Saturday, July 22, 2017

#291

Questions:
Will beginning each part of my book with a stanza be a total turn-off for agents? Not including it in a response to a request for pages would be dishonest; but I realize the only other creatures in the sea who share my love of poetry might be cryptozoological.

Is including supplementary/reference material at the end of a manuscript frowned upon? (Not as extreme as Operation Red Jericho)

Dearest Carcharodon Inquiro,
Filo is a glitch in a centuries-old U.N. plan. The Academy was designed to admit one child from each family. There shouldn’t have been any siblings. Filo and his brother must decide which of them is to attend and which must stay behind. When another child fails to show on Collection day, Filo secretly takes Silas’ place. He thinks he is merely an imposter protecting his frightened friend. He is trying to fit into a hole he was not designed for.


This is a hot mess of backstory and explanation. SIMPLIFY! I should be able to read this paragraph straight through without pausing to think "huh??" and at the end know what problem the main character faces. Yes, it's really hard to get it right.  It helps to prune out everything that doesn't matter, AND go in chronological order.

Filo is a glitch in a centuries-old U.N. plan.
The Academy was designed to admit one child from each family.
The Academy admits one child from each family.
There shouldn’t have been any siblings.
Filo and his brother must decide which of them is to attend and which must stay behind.
When another child fails to show on Collection day, Filo secretly takes Silas’ place.
(I'm assuming that Filo's brother is NOT Silas' but that is not clear here at all.)

He thinks he is merely an imposter protecting his frightened friend.
He is trying to fit into a hole he was not designed for.
But: he's not. And this is where the query goes flat. If he's not just an imposter, what is he?

At the Advancement Academy, 21 students are instructed in the ways of an ideal Humanity. A perfected gene-pool, crafted ethics, and dogged morals. Their charter from the United Nations is to restore mankind to a better state.

Eleven years later, all Filo wants is to complete his training unnoticed. To maintain calm and order. A resurgence of suppressed memories and the appearance of Silas dissolve this balance and bring Filo under the microscope. He can either escape the compound with Silas or stay and let the Academy run its course. Escape would jeopardize not only the success of his fellows, but the entire species. If he stays, he might be collateral damage.

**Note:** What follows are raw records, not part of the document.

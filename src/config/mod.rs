use std::str::FromStr;
use std::time::Duration;

use crate::identity::KeycloakConfig;
use crate::utils::RetryConfig;

// ============================================================================
// Configuration - environment variables, optionally seeded from `.env`
// ============================================================================

#[derive(Debug, thiserror::Error, PartialEq)]
pub enum ConfigError {
    #[error("Missing required configuration: {0}")]
    Missing(String),

    #[error("Invalid value for {key}: {value}")]
    Invalid { key: String, value: String },
}

#[derive(Debug, Clone)]
pub struct AppConfig {
    pub http_bind: String,
    pub metrics_port: u16,

    pub database_url: String,
    pub database_max_connections: u32,

    pub kafka_bootstrap_servers: String,
    pub kafka_consumer_group: String,

    pub keycloak: KeycloakConfig,
    pub jwt_issuer: String,

    pub reconciliation_retry: RetryConfig,

    pub outbox_poll_interval: Duration,
    pub outbox_batch_size: i64,
    /// How long published outbox rows are kept before the relay prunes them.
    pub outbox_retention: chrono::Duration,
}

impl AppConfig {
    /// Load `.env` when present, then read the process environment.
    pub fn from_env() -> Result<Self, ConfigError> {
        if dotenv::dotenv().is_ok() {
            tracing::debug!("Loaded .env file");
        }
        Self::from_lookup(|key| std::env::var(key).ok())
    }

    pub fn from_lookup(lookup: impl Fn(&str) -> Option<String>) -> Result<Self, ConfigError> {
        let vars = Vars(&lookup);

        let keycloak_url = vars.or("KEYCLOAK_URL", "http://localhost:8080");
        let keycloak_realm = vars.or("KEYCLOAK_REALM", "ecommerce");
        let jwt_issuer = vars
            .get("JWT_ISSUER")
            .unwrap_or_else(|| format!("{}/realms/{}", keycloak_url, keycloak_realm));

        let keycloak = KeycloakConfig {
            base_url: keycloak_url,
            realm: keycloak_realm,
            client_id: vars.required("KEYCLOAK_CLIENT_ID")?,
            client_secret: vars.required("KEYCLOAK_CLIENT_SECRET")?,
            timeout: Duration::from_secs(vars.parse("KEYCLOAK_TIMEOUT_SECS", 10)?),
        };

        let reconciliation_retry = RetryConfig {
            max_attempts: vars.parse("RECONCILIATION_MAX_ATTEMPTS", 5)?,
            initial_delay: Duration::from_millis(vars.parse("RECONCILIATION_INITIAL_BACKOFF_MS", 5000)?),
            max_delay: Duration::from_millis(vars.parse("RECONCILIATION_MAX_BACKOFF_MS", 20000)?),
            multiplier: vars.parse("RECONCILIATION_BACKOFF_MULTIPLIER", 2.0)?,
        };
        if reconciliation_retry.max_attempts == 0 {
            return Err(ConfigError::Invalid {
                key: "RECONCILIATION_MAX_ATTEMPTS".to_string(),
                value: "0".to_string(),
            });
        }

        Ok(Self {
            http_bind: vars.or("CUSTOMER_SERVICE_HTTP_BIND", "0.0.0.0:8081"),
            metrics_port: vars.parse("CUSTOMER_SERVICE_METRICS_PORT", 9090)?,
            database_url: vars.required("DATABASE_URL")?,
            database_max_connections: vars.parse("DATABASE_MAX_CONNECTIONS", 10)?,
            kafka_bootstrap_servers: vars.or("KAFKA_BOOTSTRAP_SERVERS", "127.0.0.1:9092"),
            kafka_consumer_group: vars.or("KAFKA_CONSUMER_GROUP", "customer-service"),
            keycloak,
            jwt_issuer,
            reconciliation_retry,
            outbox_poll_interval: Duration::from_millis(vars.parse("OUTBOX_POLL_INTERVAL_MS", 1000)?),
            outbox_batch_size: vars.parse("OUTBOX_BATCH_SIZE", 100)?,
            outbox_retention: chrono::Duration::days(vars.parse::<u32>("OUTBOX_RETENTION_DAYS", 7)?.into()),
        })
    }
}

struct Vars<'a, F: Fn(&str) -> Option<String>>(&'a F);

impl<F: Fn(&str) -> Option<String>> Vars<'_, F> {
    /// Blank values count as unset.
    fn get(&self, key: &str) -> Option<String> {
        (self.0)(key).filter(|v| !v.trim().is_empty())
    }

    fn or(&self, key: &str, default: &str) -> String {
        self.get(key).unwrap_or_else(|| default.to_string())
    }

    fn required(&self, key: &str) -> Result<String, ConfigError> {
        self.get(key).ok_or_else(|| ConfigError::Missing(key.to_string()))
    }

    fn parse<T: FromStr>(&self, key: &str, default: T) -> Result<T, ConfigError> {
        match self.get(key) {
            None => Ok(default),
            Some(value) => value.trim().parse().map_err(|_| ConfigError::Invalid {
                key: key.to_string(),
                value,
            }),
        }
    }
}

#[cfg(test)]
mod tests {
    use super::*;
    use std::collections::HashMap;

    fn load(pairs: &[(&str, &str)]) -> Result<AppConfig, ConfigError> {
        let env: HashMap<String, String> = pairs
            .iter()
            .map(|(k, v)| (k.to_string(), v.to_string()))
            .collect();
        AppConfig::from_lookup(|key| env.get(key).cloned())
    }

    const REQUIRED: [(&str, &str); 3] = [
        ("DATABASE_URL", "postgres://localhost/customers"),
        ("KEYCLOAK_CLIENT_ID", "customer-service"),
        ("KEYCLOAK_CLIENT_SECRET", "s3cret"),
    ];

    #[test]
    fn test_defaults() {
        let config = load(&REQUIRED).unwrap();

        assert_eq!(config.http_bind, "0.0.0.0:8081");
        assert_eq!(config.metrics_port, 9090);
        assert_eq!(config.kafka_consumer_group, "customer-service");
        assert_eq!(config.jwt_issuer, "http://localhost:8080/realms/ecommerce");
        assert_eq!(config.keycloak.timeout, Duration::from_secs(10));
        assert_eq!(config.reconciliation_retry, RetryConfig::reconciliation());
        assert_eq!(config.outbox_batch_size, 100);
        assert_eq!(config.outbox_retention, chrono::Duration::days(7));
    }

    #[test]
    fn test_overrides() {
        let mut pairs = REQUIRED.to_vec();
        pairs.push(("KEYCLOAK_URL", "https://sso.example.com"));
        pairs.push(("KEYCLOAK_REALM", "shop"));
        pairs.push(("RECONCILIATION_MAX_ATTEMPTS", "3"));
        pairs.push(("OUTBOX_POLL_INTERVAL_MS", "250"));
        pairs.push(("OUTBOX_RETENTION_DAYS", "30"));

        let config = load(&pairs).unwrap();

        assert_eq!(config.jwt_issuer, "https://sso.example.com/realms/shop");
        assert_eq!(config.reconciliation_retry.max_attempts, 3);
        assert_eq!(config.outbox_poll_interval, Duration::from_millis(250));
        assert_eq!(config.outbox_retention, chrono::Duration::days(30));
    }

    #[test]
    fn test_missing_required() {
        let err = load(&REQUIRED[1..]).unwrap_err();
        assert_eq!(err, ConfigError::Missing("DATABASE_URL".to_string()));
    }

    #[test]
    fn test_invalid_number() {
        let mut pairs = REQUIRED.to_vec();
        pairs.push(("OUTBOX_BATCH_SIZE", "lots"));

        let err = load(&pairs).unwrap_err();
        assert_eq!(
            err,
            ConfigError::Invalid {
                key: "OUTBOX_BATCH_SIZE".to_string(),
                value: "lots".to_string()
            }
        );
    }
}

And here's where I've stopped reading. That entire first paragraph is now backstory. It's clear the main part of the plot takes place here, eleven years later. And what you've written is too abstract to be interesting. I'm confused about who Silas is, I have no idea what happened to his brother, and I thought "The Academy" was an institution not something like a disease.

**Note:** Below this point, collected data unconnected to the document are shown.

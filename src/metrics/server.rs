use actix_web::{web, App, HttpResponse, HttpServer, Responder};
use prometheus::{Encoder, TextEncoder};
use std::sync::Arc;

use super::Metrics;

/// Serve `/metrics` and `/health` on their own port, apart from the API.
pub async fn start_metrics_server(metrics: Arc<Metrics>, port: u16) -> std::io::Result<()> {
    tracing::info!("📊 Starting metrics server on http://0.0.0.0:{}/metrics", port);

    HttpServer::new(move || {
        App::new()
            .app_data(web::Data::new(metrics.clone()))
            .route("/metrics", web::get().to(metrics_handler))
            .route("/health", web::get().to(health_handler))
    })
    .workers(1)
    .bind(("0.0.0.0", port))?
    .run()
    .await
}

async fn metrics_handler(metrics: web::Data<Arc<Metrics>>) -> impl Responder {
    let encoder = TextEncoder::new();
    let metric_families = metrics.registry().gather();

    let mut buffer = Vec::new();
    if let Err(e) = encoder.encode(&metric_families, &mut buffer) {
        tracing::error!(error = %e, "Failed to encode metrics");
        return HttpResponse::InternalServerError().finish();
    }

    HttpResponse::Ok()
        .content_type("text/plain; version=0.0.4")
        .body(buffer)
}

async fn health_handler() -> impl Responder {
    HttpResponse::Ok().json(serde_json::json!({
        "status": "healthy",
        "service": "customer-service"
    }))
}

Then there’s the matter of being an asexual male charged with repopulating the planet.

Huh? Where the everloving holy moly did that come from?


INITUS is 47,000 words of young adult fiction and deals with the paradoxes of ethics and diversity from the revolving viewpoints of Filo, his brother, their co-conspiring classmates, and Silas. INITUS is GENESIS with a human instigator -- a real-life macrocosmic ‘Take Two’.

I don't understand any of that. 

And there's no way you can write any kind of complex world-building-required fantasy in 47,000 words. You'll need twice that.

Thank you for your time and consideration!

As to your questions:


(1) Will beginning each part of my book with a stanza be a total turn-off for agents? Not including it in a response to a request for pages would be dishonest; but I realize the only other creatures in the sea who share my love of poetry might be cryptozoological.

 It wouldn't be dishonest at all. I'm not sure why you think it would be. Lots of things get added to a book betwixt submission to an agent and publication. Glossaries, indexes, timelines, maps, and epigraphs (which is what you're talking about.)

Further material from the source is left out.